TASK ITEM –
Check every line of the entries for the string "serde" and return the ones that contain it.
=-=-=-=-=
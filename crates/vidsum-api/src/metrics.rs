//! Prometheus metrics for the API server.

use std::time::Duration;

use metrics::{counter, histogram};
use metrics_exporter_prometheus::{PrometheusBuilder, PrometheusHandle};

/// Initialize the Prometheus metrics recorder.
pub fn init_metrics() -> PrometheusHandle {
    PrometheusBuilder::new()
        .install_recorder()
        .expect("Failed to install Prometheus recorder")
}

/// Metric names as constants for consistency.
pub mod names {
    pub const HTTP_REQUESTS_TOTAL: &str = "vidsum_http_requests_total";
    pub const HTTP_REQUEST_DURATION_SECONDS: &str = "vidsum_http_request_duration_seconds";
    pub const RATE_LIMIT_HITS_TOTAL: &str = "vidsum_rate_limit_hits_total";
    pub const UPLOADS_TOTAL: &str = "vidsum_uploads_total";
    pub const SUMMARY_REQUESTS_TOTAL: &str = "vidsum_summary_requests_total";
}

/// Record an HTTP request.
pub fn record_http_request(method: &str, path: &str, status: u16, duration: Duration) {
    let labels = [
        ("method", method.to_string()),
        ("path", sanitize_path(path)),
        ("status", status.to_string()),
    ];
    counter!(names::HTTP_REQUESTS_TOTAL, &labels).increment(1);
    histogram!(names::HTTP_REQUEST_DURATION_SECONDS, &labels).record(duration.as_secs_f64());
}

/// Record a rate-limited request.
pub fn record_rate_limit_hit(path: &str) {
    let labels = [("path", sanitize_path(path))];
    counter!(names::RATE_LIMIT_HITS_TOTAL, &labels).increment(1);
}

/// Record a finished upload.
pub fn record_upload(file_type: &str, size: u64) {
    let labels = [("file_type", file_type.to_string())];
    counter!(names::UPLOADS_TOTAL, &labels).increment(1);
    histogram!("vidsum_upload_size_bytes", &labels).record(size as f64);
}

/// Record a summary request and its cache outcome.
pub fn record_summary_request(source_type: &str, outcome: &str) {
    let labels = [
        ("source_type", source_type.to_string()),
        ("outcome", outcome.to_string()),
    ];
    counter!(names::SUMMARY_REQUESTS_TOTAL, &labels).increment(1);
}

/// Collapse ids out of paths to keep label cardinality bounded.
fn sanitize_path(path: &str) -> String {
    path.split('/')
        .map(|segment| {
            if segment.starts_with("f_")
                || segment.starts_with("j_")
                || (segment.len() == 64 && segment.bytes().all(|b| b.is_ascii_hexdigit()))
            {
                ":id"
            } else {
                segment
            }
        })
        .collect::<Vec<_>>()
        .join("/")
}

#[cfg(test)]
mod tests {
    use super::*;

    #[test]
    fn test_sanitize_path_collapses_ids() {
        assert_eq!(
            sanitize_path(&format!("/api/jobs/j_{}", "a".repeat(32))),
            "/api/jobs/:id"
        );
        assert_eq!(
            sanitize_path(&format!("/api/cache/{}", "0".repeat(64))),
            "/api/cache/:id"
        );
        assert_eq!(sanitize_path("/api/uploads"), "/api/uploads");
    }
}
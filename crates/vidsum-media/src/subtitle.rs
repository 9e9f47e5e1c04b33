//! Subtitle parsing.
//!
//! Accepts SRT, VTT (including the YouTube flavor with inline word
//! timestamps and rolling duplicate lines), and ASS/SSA. Output is an
//! ordered, non-overlapping sequence of timed segments; consecutive
//! duplicate texts are merged.

use crate::error::{MediaError, MediaResult};

/// One timed subtitle segment.
#[derive(Debug, Clone, PartialEq)]
pub struct SubtitleSegment {
    pub text: String,
    pub start_ms: u64,
    pub end_ms: u64,
    /// Secondary language line for bilingual sources
    pub translated_text: Option<String>,
}

/// Parsed and normalized subtitles.
#[derive(Debug, Clone, Default)]
pub struct ParsedSubtitles {
    pub segments: Vec<SubtitleSegment>,
}

impl ParsedSubtitles {
    pub fn is_empty(&self) -> bool {
        self.segments.is_empty()
    }

    /// Summed duration of all segments in milliseconds.
    ///
    /// This is the coverage numerator: summed durations, not the
    /// first-to-last span.
    pub fn total_segment_ms(&self) -> u64 {
        self.segments
            .iter()
            .map(|s| s.end_ms.saturating_sub(s.start_ms))
            .sum()
    }

    /// Fraction of the media duration covered by segments.
    pub fn coverage(&self, duration_secs: f64) -> f64 {
        if duration_secs <= 0.0 {
            return 0.0;
        }
        (self.total_segment_ms() as f64 / 1000.0) / duration_secs
    }

    /// All segment texts joined into one transcript.
    pub fn full_text(&self) -> String {
        self.segments
            .iter()
            .map(|s| s.text.as_str())
            .collect::<Vec<_>>()
            .join(" ")
    }
}

/// Parse subtitle file content, detecting the format from its header.
pub fn parse_subtitles(content: &str) -> MediaResult<ParsedSubtitles> {
    let content = content.trim_start_matches('\u{feff}');

    let segments = if content.trim_start().starts_with("WEBVTT") {
        parse_vtt(content)?
    } else if content.contains("[Script Info]") || content.contains("[Events]") {
        parse_ass(content)?
    } else if looks_like_srt(content) {
        parse_srt(content)?
    } else {
        return Err(MediaError::UnsupportedFormat(
            "no recognizable subtitle header".to_string(),
        ));
    };

    Ok(ParsedSubtitles {
        segments: normalize(segments),
    })
}

fn looks_like_srt(content: &str) -> bool {
    content
        .lines()
        .take(20)
        .any(|line| line.contains("-->"))
}

// ============================================================================
// SRT
// ============================================================================

fn parse_srt(content: &str) -> MediaResult<Vec<SubtitleSegment>> {
    let mut segments = Vec::new();
    let mut blocks = 0usize;

    for block in content.split("\n\n") {
        let lines: Vec<&str> = block
            .lines()
            .map(|l| l.trim_end_matches('\r'))
            .filter(|l| !l.trim().is_empty())
            .collect();
        if lines.is_empty() {
            continue;
        }
        blocks += 1;

        // The numeric index line is optional in the wild
        let timing_idx = match lines.iter().position(|l| l.contains("-->")) {
            Some(idx) => idx,
            None => continue,
        };

        let Some((start_ms, end_ms)) = parse_timing_line(lines[timing_idx]) else {
            continue;
        };

        let text = join_text_lines(&lines[timing_idx + 1..]);
        if !text.is_empty() {
            segments.push(SubtitleSegment {
                text,
                start_ms,
                end_ms,
                translated_text: None,
            });
        }
    }

    if segments.is_empty() && blocks > 0 {
        return Err(MediaError::Malformed(
            "no recoverable SRT cues".to_string(),
        ));
    }
    Ok(segments)
}

// ============================================================================
// VTT
// ============================================================================

fn parse_vtt(content: &str) -> MediaResult<Vec<SubtitleSegment>> {
    // Drop the header block (WEBVTT line plus metadata until a blank line)
    let body = match content.find("\n\n") {
        Some(idx) => &content[idx..],
        None => return Ok(Vec::new()),
    };

    let mut segments = Vec::new();
    let mut cues = 0usize;

    for block in body.split("\n\n") {
        let lines: Vec<&str> = block
            .lines()
            .map(|l| l.trim_end_matches('\r'))
            .filter(|l| !l.trim().is_empty())
            .collect();
        if lines.is_empty() {
            continue;
        }
        // Skip NOTE/STYLE/REGION blocks
        if matches!(lines[0].split_whitespace().next(), Some("NOTE" | "STYLE" | "REGION")) {
            continue;
        }

        let Some(timing_idx) = lines.iter().position(|l| l.contains("-->")) else {
            continue;
        };
        cues += 1;

        let Some((start_ms, end_ms)) = parse_timing_line(lines[timing_idx]) else {
            continue;
        };

        let text = join_text_lines(&lines[timing_idx + 1..]);
        if !text.is_empty() {
            segments.push(SubtitleSegment {
                text,
                start_ms,
                end_ms,
                translated_text: None,
            });
        }
    }

    if segments.is_empty() && cues > 0 {
        return Err(MediaError::Malformed("no recoverable VTT cues".to_string()));
    }
    Ok(segments)
}

// ============================================================================
// ASS / SSA
// ============================================================================

fn parse_ass(content: &str) -> MediaResult<Vec<SubtitleSegment>> {
    let mut in_events = false;
    let mut start_idx = 1usize;
    let mut end_idx = 2usize;
    let mut text_idx = 9usize;
    let mut field_count = 10usize;
    let mut segments = Vec::new();
    let mut dialogues = 0usize;

    for line in content.lines() {
        let line = line.trim_end_matches('\r');

        if line.trim().starts_with('[') {
            in_events = line.trim().eq_ignore_ascii_case("[Events]");
            continue;
        }
        if !in_events {
            continue;
        }

        if let Some(format) = line.strip_prefix("Format:") {
            let fields: Vec<&str> = format.split(',').map(|f| f.trim()).collect();
            field_count = fields.len();
            for (idx, field) in fields.iter().enumerate() {
                match *field {
                    "Start" => start_idx = idx,
                    "End" => end_idx = idx,
                    "Text" => text_idx = idx,
                    _ => {}
                }
            }
            continue;
        }

        let Some(dialogue) = line.strip_prefix("Dialogue:") else {
            continue;
        };
        dialogues += 1;

        // The Text field is last and may itself contain commas
        let fields: Vec<&str> = dialogue.splitn(field_count, ',').collect();
        if fields.len() <= text_idx.max(start_idx).max(end_idx) {
            continue;
        }

        let (Some(start_ms), Some(end_ms)) = (
            parse_timestamp(fields[start_idx]),
            parse_timestamp(fields[end_idx]),
        ) else {
            continue;
        };

        let raw = fields[text_idx].replace("\\N", " ").replace("\\n", " ");
        let text = collapse_whitespace(&strip_markup(&raw));
        if !text.is_empty() {
            segments.push(SubtitleSegment {
                text,
                start_ms,
                end_ms,
                translated_text: None,
            });
        }
    }

    if segments.is_empty() && dialogues > 0 {
        return Err(MediaError::Malformed(
            "no recoverable ASS dialogue lines".to_string(),
        ));
    }
    Ok(segments)
}

// ============================================================================
// Shared pieces
// ============================================================================

/// Parse `start --> end` with optional cue settings after the end time.
fn parse_timing_line(line: &str) -> Option<(u64, u64)> {
    let (start, rest) = line.split_once("-->")?;
    let end = rest.trim().split_whitespace().next()?;
    let start_ms = parse_timestamp(start.trim())?;
    let end_ms = parse_timestamp(end)?;
    (end_ms >= start_ms).then_some((start_ms, end_ms))
}

/// Parse `HH:MM:SS.mmm`, `HH:MM:SS,mmm`, `MM:SS.mmm` or ASS `H:MM:SS.cc`.
fn parse_timestamp(s: &str) -> Option<u64> {
    let s = s.trim().replace(',', ".");
    let parts: Vec<&str> = s.split(':').collect();

    let (hours, minutes, seconds) = match parts.as_slice() {
        [h, m, sec] => (h.parse::<u64>().ok()?, m.parse::<u64>().ok()?, *sec),
        [m, sec] => (0, m.parse::<u64>().ok()?, *sec),
        _ => return None,
    };
    let seconds: f64 = seconds.parse().ok()?;
    if !(0.0..60.0).contains(&seconds) || minutes >= 60 {
        return None;
    }

    Some(hours * 3_600_000 + minutes * 60_000 + (seconds * 1000.0).round() as u64)
}

/// Remove `<...>` tags (VTT voice/class/word-timestamp spans) and `{...}`
/// override blocks.
fn strip_markup(text: &str) -> String {
    let mut out = String::with_capacity(text.len());
    let mut in_angle = false;
    let mut in_brace = false;
    for c in text.chars() {
        match c {
            '<' => in_angle = true,
            '>' if in_angle => in_angle = false,
            '{' => in_brace = true,
            '}' if in_brace => in_brace = false,
            c if !in_angle && !in_brace => out.push(c),
            _ => {}
        }
    }
    out
}

fn collapse_whitespace(text: &str) -> String {
    text.split_whitespace().collect::<Vec<_>>().join(" ")
}

fn join_text_lines(lines: &[&str]) -> String {
    collapse_whitespace(&strip_markup(&lines.join(" ")))
}

/// Sort, merge consecutive duplicates, and clamp overlaps so timestamps
/// come out monotone and segments non-overlapping.
fn normalize(mut segments: Vec<SubtitleSegment>) -> Vec<SubtitleSegment> {
    segments.sort_by_key(|s| (s.start_ms, s.end_ms));

    let mut out: Vec<SubtitleSegment> = Vec::with_capacity(segments.len());
    for mut seg in segments {
        if let Some(prev) = out.last_mut() {
            if prev.text == seg.text {
                prev.end_ms = prev.end_ms.max(seg.end_ms);
                continue;
            }
            if seg.start_ms < prev.end_ms {
                seg.start_ms = prev.end_ms;
            }
        }
        if seg.end_ms > seg.start_ms {
            out.push(seg);
        }
    }
    out
}
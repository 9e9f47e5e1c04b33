//! Uploaded file records and type classification.

use chrono::{DateTime, Utc};
use serde::{Deserialize, Serialize};

use crate::id::{FileHash, FileId};

/// Logical type of an uploaded file, derived from its extension and MIME type.
#[derive(Debug, Clone, Copy, PartialEq, Eq, Hash, Serialize, Deserialize)]
#[serde(rename_all = "snake_case")]
pub enum FileType {
    Video,
    Audio,
    Subtitle,
}

/// Extensions admitted as video sources.
pub const VIDEO_EXTENSIONS: &[&str] = &["mp4", "mkv", "webm", "mov", "avi", "flv", "wmv"];

/// Extensions admitted as audio sources.
pub const AUDIO_EXTENSIONS: &[&str] = &["mp3", "wav", "flac", "aac", "m4a", "ogg", "wma"];

/// Extensions admitted as subtitle sources.
pub const SUBTITLE_EXTENSIONS: &[&str] = &["srt", "vtt", "ass", "ssa", "sub"];

impl FileType {
    pub fn as_str(&self) -> &'static str {
        match self {
            FileType::Video => "video",
            FileType::Audio => "audio",
            FileType::Subtitle => "subtitle",
        }
    }

    /// Classify a lowercase file extension against the allow-list.
    ///
    /// Unknown extensions return `None` and must be rejected as
    /// unsupported by the caller.
    pub fn from_extension(ext: &str) -> Option<Self> {
        let ext = ext.to_ascii_lowercase();
        if VIDEO_EXTENSIONS.contains(&ext.as_str()) {
            Some(FileType::Video)
        } else if AUDIO_EXTENSIONS.contains(&ext.as_str()) {
            Some(FileType::Audio)
        } else if SUBTITLE_EXTENSIONS.contains(&ext.as_str()) {
            Some(FileType::Subtitle)
        } else {
            None
        }
    }

    /// Classify a declared MIME type.
    ///
    /// Returns `None` for generic types (`application/octet-stream`, empty)
    /// that carry no classification signal; such declarations defer to the
    /// extension-derived type.
    pub fn from_mime(mime: &str) -> Option<Self> {
        let mime = mime.trim().to_ascii_lowercase();
        let essence = mime.split(';').next().unwrap_or_default().trim();
        match essence {
            "" | "application/octet-stream" => None,
            "application/x-subrip" | "text/vtt" | "text/srt" | "text/plain" => {
                Some(FileType::Subtitle)
            }
            m if m.starts_with("video/") => Some(FileType::Video),
            m if m.starts_with("audio/") => Some(FileType::Audio),
            m if m.starts_with("text/") => Some(FileType::Subtitle),
            _ => None,
        }
    }

    pub fn parse(s: &str) -> Option<Self> {
        match s {
            "video" => Some(FileType::Video),
            "audio" => Some(FileType::Audio),
            "subtitle" => Some(FileType::Subtitle),
            _ => None,
        }
    }
}

impl std::fmt::Display for FileType {
    fn fmt(&self, f: &mut std::fmt::Formatter<'_>) -> std::fmt::Result {
        write!(f, "{}", self.as_str())
    }
}

/// A stored upload.
///
/// `file_id` is unique per upload; `file_hash` and `stored_path` may be
/// shared between records when identical content was uploaded twice.
#[derive(Debug, Clone, Serialize, Deserialize)]
pub struct UploadRecord {
    /// Opaque upload handle
    pub file_id: FileId,
    /// Sanitized original file name
    pub original_name: String,
    /// Size in bytes
    pub size: u64,
    /// Declared MIME type
    pub mime_type: String,
    /// Logical file type
    pub file_type: FileType,
    /// SHA-256 of the file content
    pub file_hash: FileHash,
    /// Absolute path of the stored content
    pub stored_path: String,
    /// Creation timestamp
    pub created_at: DateTime<Utc>,
    /// Expiry timestamp (TTL)
    pub expires_at: DateTime<Utc>,
}

impl UploadRecord {
    /// Whether the record has passed its TTL.
    pub fn is_expired(&self, now: DateTime<Utc>) -> bool {
        now >= self.expires_at
    }
}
=-=-=-=-=
RESULT –
use serde::{Deserialize, Serialize};
#[serde(rename_all = "snake_case")]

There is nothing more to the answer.